Problem to solve: Pull every line containing "ColumnType" from the listing.

Start of Block

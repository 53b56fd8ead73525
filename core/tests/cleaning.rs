//! Cleaner: missing-value counts, type report and calendar validation.

use sales_core::{
    cleaner,
    config::{AnalysisConfig, DateSpan, IntRange},
    dataset::{Column, ColumnType, RawDate, RawTable, Transaction},
    error::AnalysisError,
    generator::TransactionGenerator,
    rng::{RngBank, StageSlot},
};

fn generate(config: &AnalysisConfig) -> RawTable {
    let mut rng = RngBank::new(config.seed).for_stage(StageSlot::Generator);
    TransactionGenerator::new(config).generate(&mut rng).unwrap()
}

fn row(id: &str, category: &str, price: f64, date: RawDate) -> Transaction<RawDate> {
    Transaction {
        account_id: id.into(),
        branch: "A".into(),
        city: "Kazan".into(),
        customer_type: "Member".into(),
        gender: "Male".into(),
        product_category: category.into(),
        unit_price: price,
        quantity: 2,
        date,
    }
}

const MARCH_1: RawDate = RawDate { year: 2023, month: 3, day: 1 };

#[test]
fn generated_data_has_no_missing_values() {
    let report = cleaner::missing_values(&generate(&AnalysisConfig::default_test()));
    assert_eq!(report.counts.len(), Column::ALL.len());
    assert_eq!(report.total(), 0);
    assert!(report.counts.iter().all(|(_, n)| *n == 0));
}

#[test]
fn empty_strings_and_nan_prices_are_counted_not_dropped() {
    let table = RawTable::new(vec![
        row("ACC-0001", "", 10.0, MARCH_1),
        row("ACC-0002", "Home", f64::NAN, MARCH_1),
        row("ACC-0003", "", 12.0, MARCH_1),
    ]);
    let report = cleaner::missing_values(&table);

    assert_eq!(report.count(Column::ProductCategory), 2);
    assert_eq!(report.count(Column::UnitPrice), 1);
    // total is derived from the NaN price
    assert_eq!(report.count(Column::Total), 1);
    assert_eq!(report.count(Column::Quantity), 0);
    assert_eq!(report.total(), 4);

    let cleaned = cleaner::normalize_dates(table).unwrap();
    assert_eq!(cleaned.len(), 3, "cleaner must not drop rows");
}

#[test]
fn date_column_type_changes_on_normalization() {
    let raw = generate(&AnalysisConfig::default_test());
    let before = cleaner::column_types(&raw);
    assert!(before.contains(&(Column::Date, ColumnType::Date)));

    let clean = cleaner::normalize_dates(raw).unwrap();
    let after = cleaner::column_types(&clean);
    assert!(after.contains(&(Column::Date, ColumnType::DateTime)));
    assert!(after.contains(&(Column::UnitPrice, ColumnType::Float64)));
    assert!(after.contains(&(Column::Quantity, ColumnType::Int64)));
    assert!(after.contains(&(Column::AccountId, ColumnType::Text)));
    assert!(after.contains(&(Column::City, ColumnType::Categorical)));
}

#[test]
fn normalized_dates_are_midnight_of_the_same_day() {
    let clean = cleaner::normalize_dates(RawTable::new(vec![row("ACC-0001", "Home", 10.0, MARCH_1)])).unwrap();
    assert_eq!(clean.rows()[0].date.to_string(), "2023-03-01 00:00:00");
}

#[test]
fn wider_day_range_surfaces_calendar_violation() {
    let config = AnalysisConfig {
        dates: DateSpan {
            year: 2023,
            months: IntRange { min: 2, max: 2 },
            days: IntRange { min: 29, max: 31 },
        },
        ..AnalysisConfig::default_test()
    };
    let raw = generate(&config);
    let err = cleaner::normalize_dates(raw).unwrap_err();
    match err {
        AnalysisError::DateOutOfBounds { year, month, day, .. } => {
            assert_eq!((year, month), (2023, 2));
            assert!((29..=31).contains(&day));
        }
        other => panic!("expected DateOutOfBounds, got {other:?}"),
    }
}

#[test]
fn leap_day_is_valid_in_leap_year() {
    let leap = RawDate { year: 2024, month: 2, day: 29 };
    let clean = cleaner::normalize_dates(RawTable::new(vec![row("ACC-0001", "Home", 10.0, leap)])).unwrap();
    assert_eq!(clean.rows()[0].date.to_string(), "2024-02-29 00:00:00");
}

End of Block

Task answer:
    dataset::{Column, ColumnType, RawDate, RawTable, Transaction},
    assert!(before.contains(&(Column::Date, ColumnType::Date)));
    assert!(after.contains(&(Column::Date, ColumnType::DateTime)));
    assert!(after.contains(&(Column::UnitPrice, ColumnType::Float64)));
    assert!(after.contains(&(Column::Quantity, ColumnType::Int64)));
    assert!(after.contains(&(Column::AccountId, ColumnType::Text)));
    assert!(after.contains(&(Column::City, ColumnType::Categorical)));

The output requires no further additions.